(Data extracted from a collection)
'''
//! The retrieval pipeline of BuddyBot.
//!
//! A question flows through four stages:
//!
//! 1. **Search** the vector index (any `SimilaritySearch`)
//! 2. **Filter** hits by distance threshold and gap cutoff
//! 3. **Budget** the survivors into a token ceiling, annotating each with
//!    its metadata
//! 4. **Generate** the answer from the assembled prompt
//!
//! The filter and budgeter are pure and synchronous; only the services
//! around them touch the network.

pub mod chat;
pub mod context;
pub mod prompt;
pub mod relevance;
pub mod suggestions;

#[cfg(test)]
pub(crate) mod test_helpers;

pub use chat::{ChatOutcome, ChatService, FALLBACK_ANSWER};
pub use context::{BudgetedContext, CharRatioEstimator, ContextBudgeter, TextSizeEstimator, TokenBudget};
pub use relevance::{MissingDistance, RelevanceConfig, RelevanceFilter};
pub use suggestions::SuggestionService;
'''
**REQUIRED WORK:** Using the exact wording, repeat all the entries.

**OUTPUT BELOW:**
//! The retrieval pipeline of BuddyBot.
//!
//! A question flows through four stages:
//!
//! 1. **Search** the vector index (any `SimilaritySearch`)
//! 2. **Filter** hits by distance threshold and gap cutoff
//! 3. **Budget** the survivors into a token ceiling, annotating each with
//!    its metadata
//! 4. **Generate** the answer from the assembled prompt
//!
//! The filter and budgeter are pure and synchronous; only the services
//! around them touch the network.

pub mod chat;
pub mod context;
pub mod prompt;
pub mod relevance;
pub mod suggestions;

#[cfg(test)]
pub(crate) mod test_helpers;

pub use chat::{ChatOutcome, ChatService, FALLBACK_ANSWER};
pub use context::{BudgetedContext, CharRatioEstimator, ContextBudgeter, TextSizeEstimator, TokenBudget};
pub use relevance::{MissingDistance, RelevanceConfig, RelevanceFilter};
pub use suggestions::SuggestionService;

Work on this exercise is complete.